Hey @neo I am not sure if this figure will end up being correct. What is sure is that I intend to spend a lot of time and money understanding how to farm efficiently.
For the record, I will probably spend a few thousand dollars per months on farming during the first few months. I have planned to do that as I am very anxious my stake might be diluted when the currency is the most inflationnary.

I understand farming will be easy. But farming efficiently on an industrial scale will be another story. With the ip check, the xor algorithm, I think it will be more difficult and time consuming to maintain hundreds high yielding vaults than maintaining a standard mining rig, even if done through datacenters.


I basically used your figure as an example of people wanting to run (a lot of) multiple vaults to show that nodes will be a plenty in the early stages of the live system.

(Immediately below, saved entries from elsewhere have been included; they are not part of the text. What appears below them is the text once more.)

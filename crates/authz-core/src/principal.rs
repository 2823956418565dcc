use authz_storage::Storage;
use serde::{Deserialize, Serialize};
use sqlx::Row;

use crate::error::{map_constraint_violation, Error};
use crate::pagination;

/// A principal: an identity that can be the subject of a record or an
/// endpoint of a tuple.
#[derive(Clone, Debug, PartialEq, Serialize, Deserialize)]
pub struct Principal {
    pub id: String,
    pub space_id: String,
    pub rev: i32,
    pub parent_id: Option<String>,
    pub attrs: Option<serde_json::Value>,
    pub segment: Option<String>,
}

/// Fields a caller supplies to create or update a principal. `id` is
/// assigned (a sortable id) if absent.
#[derive(Clone, Debug, Default)]
pub struct NewPrincipal {
    pub id: Option<String>,
    pub space_id: String,
    pub parent_id: Option<String>,
    pub attrs: Option<serde_json::Value>,
    pub segment: Option<String>,
}

impl Principal {
    /// Builds a new, unstored principal: assigns a sortable id when the
    /// caller didn't supply one, starts at `_rev=0`.
    pub fn new(new: NewPrincipal) -> Self {
        Principal {
            id: new.id.unwrap_or_else(|| authz_id::Id::generate().to_string()),
            space_id: new.space_id,
            rev: 0,
            parent_id: new.parent_id,
            attrs: new.attrs,
            segment: new.segment,
        }
    }
}

fn validate_attrs(attrs: &Option<serde_json::Value>) -> Result<(), Error> {
    match attrs {
        Some(serde_json::Value::Object(_)) | None => Ok(()),
        Some(_) => Err(Error::InvalidData("attrs must be a JSON object".into())),
    }
}

fn validate_segment(segment: &Option<String>) -> Result<(), Error> {
    match segment {
        Some(s) if s.is_empty() => Err(Error::InvalidData(
            "segment must be non-empty when present".into(),
        )),
        _ => Ok(()),
    }
}

#[derive(Clone)]
pub struct PrincipalStore {
    storage: Storage,
}

impl PrincipalStore {
    pub fn new(storage: Storage) -> Self {
        Self { storage }
    }

    pub async fn retrieve(&self, space_id: &str, id: &str) -> Result<Principal, Error> {
        let space_id = space_id.to_string();
        let id = id.to_string();

        let row = self
            .storage
            .with_retry(|pool| {
                let (space_id, id) = (space_id.clone(), id.clone());
                async move {
                    sqlx::query(
                        "select id, space_id, _rev, parent_id, attrs, segment \
                         from principals where space_id = $1 and id = $2",
                    )
                    .bind(space_id)
                    .bind(id)
                    .fetch_optional(&pool)
                    .await
                }
            })
            .await
            .map_err(sql_to_core_error)?;

        row.map(row_to_principal)
            .transpose()?
            .ok_or(Error::NotFound)
    }

    /// Revision-guarded upsert. `new.id` absent means "create": a fresh id
    /// is assigned and `_rev` starts at 0. `new.id` present means "update
    /// at this revision": a stale caller revision (checked by the caller
    /// before calling this, since the revision lives on `Principal`, not
    /// `NewPrincipal`) causes the `WHERE _rev = $caller_rev` clause to
    /// match nothing, which this maps to `RevisionMismatch`.
    pub async fn store(&self, principal: &Principal) -> Result<Principal, Error> {
        validate_attrs(&principal.attrs)?;
        validate_segment(&principal.segment)?;

        let row = self
            .storage
            .with_retry(|pool| {
                let p = principal.clone();
                async move {
                    sqlx::query(
                        r#"
                        insert into principals as t (id, space_id, _rev, parent_id, attrs, segment)
                        values ($1, $2, $3, $4, $5, $6)
                        on conflict (space_id, id)
                        do update
                            set (_rev, parent_id, attrs, segment) =
                                (excluded._rev + 1, $4, $5, $6)
                            where t._rev = $3
                        returning id, space_id, _rev, parent_id, attrs, segment
                        "#,
                    )
                    .bind(&p.id)
                    .bind(&p.space_id)
                    .bind(p.rev)
                    .bind(&p.parent_id)
                    .bind(p.attrs.clone().map(sqlx::types::Json))
                    .bind(&p.segment)
                    .fetch_optional(&pool)
                    .await
                }
            })
            .await;

        let row = match row {
            Ok(row) => row,
            Err(err) => {
                return Err(map_constraint_violation(
                    err,
                    Error::InvalidParentId,
                    Error::InvalidData("attrs must be a JSON object".into()),
                ))
            }
        };

        row.map(row_to_principal)
            .transpose()?
            .ok_or(Error::RevisionMismatch)
    }

    /// Deletes a principal, returning whether it existed. Foreign-key
    /// refusals (referenced by a record or a tuple principal endpoint)
    /// surface as `InvalidKey`.
    pub async fn discard(&self, space_id: &str, id: &str) -> Result<bool, Error> {
        let space_id = space_id.to_string();
        let id = id.to_string();

        let result = self
            .storage
            .with_retry(|pool| {
                let (space_id, id) = (space_id.clone(), id.clone());
                async move {
                    sqlx::query("delete from principals where space_id = $1 and id = $2")
                        .bind(space_id)
                        .bind(id)
                        .execute(&pool)
                        .await
                }
            })
            .await;

        match result {
            Ok(result) => Ok(result.rows_affected() > 0),
            Err(err) => Err(map_constraint_violation(
                err,
                Error::InvalidKey,
                Error::InvalidKey,
            )),
        }
    }

    /// Children of `parent_id` within a space, ordered by id, paginated
    /// by an exclusive cursor on id.
    pub async fn list_children(
        &self,
        space_id: &str,
        parent_id: &str,
        last_id: Option<&str>,
        limit: u16,
    ) -> Result<Vec<Principal>, Error> {
        let limit = pagination::clamp_limit(limit);
        let space_id = space_id.to_string();
        let parent_id = parent_id.to_string();
        let last_id = last_id.map(str::to_string);

        let rows = self
            .storage
            .with_retry(|pool| {
                let (space_id, parent_id, last_id) =
                    (space_id.clone(), parent_id.clone(), last_id.clone());
                async move {
                    let mut qb = sqlx::QueryBuilder::new(
                        "select id, space_id, _rev, parent_id, attrs, segment from principals \
                         where space_id = ",
                    );
                    qb.push_bind(space_id)
                        .push(" and parent_id = ")
                        .push_bind(parent_id);
                    if let Some(last_id) = last_id {
                        qb.push(" and id > ").push_bind(last_id);
                    }
                    qb.push(" order by id asc limit ").push_bind(limit as i64);
                    qb.build().fetch_all(&pool).await
                }
            })
            .await
            .map_err(sql_to_core_error)?;

        rows.into_iter().map(row_to_principal).collect()
    }
}

fn row_to_principal(row: sqlx::postgres::PgRow) -> Result<Principal, Error> {
    Ok(Principal {
        id: row.try_get("id").map_err(sql_to_core_error)?,
        space_id: row.try_get("space_id").map_err(sql_to_core_error)?,
        rev: row.try_get("_rev").map_err(sql_to_core_error)?,
        parent_id: row.try_get("parent_id").map_err(sql_to_core_error)?,
        attrs: row
            .try_get::<Option<sqlx::types::Json<serde_json::Value>>, _>("attrs")
            .map_err(sql_to_core_error)?
            .map(|json| json.0),
        segment: row.try_get("segment").map_err(sql_to_core_error)?,
    })
}

fn sql_to_core_error(err: sqlx::Error) -> Error {
    Error::from(authz_storage::Error::from(&err))
}

#[cfg(test)]
mod tests {
    use super::*;

    #[test]
    fn rejects_non_object_attrs() {
        assert!(validate_attrs(&Some(serde_json::json!("not-an-object"))).is_err());
        assert!(validate_attrs(&Some(serde_json::json!({"a": 1}))).is_ok());
        assert!(validate_attrs(&None).is_ok());
    }

    #[test]
    fn rejects_empty_segment() {
        assert!(validate_segment(&Some("".into())).is_err());
        assert!(validate_segment(&Some("team-a".into())).is_ok());
        assert!(validate_segment(&None).is_ok());
    }
}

That is only for testnets/alpha/?betas. It is expected people may run more than one vault from each IP address. Even clients in the live system is expected to allow more than one per IP address (& proxy). These are only measures for small test networks

The limiting factor for vaults is the bandwidth. If we require 6Mbits/sec per vault then even a Gbit/sec link will only allow you 166 vaults, but of course storage is a factor then if you tried from only one machine on that link. But even data centres share their Gbit/sec network connections so even multiple machines would be limited to 166 for a group on the same network router. Thus you would need to locate the servers in different segments/regions of the world to maximise bandwidth allowed and certainly not too many machines on the same link.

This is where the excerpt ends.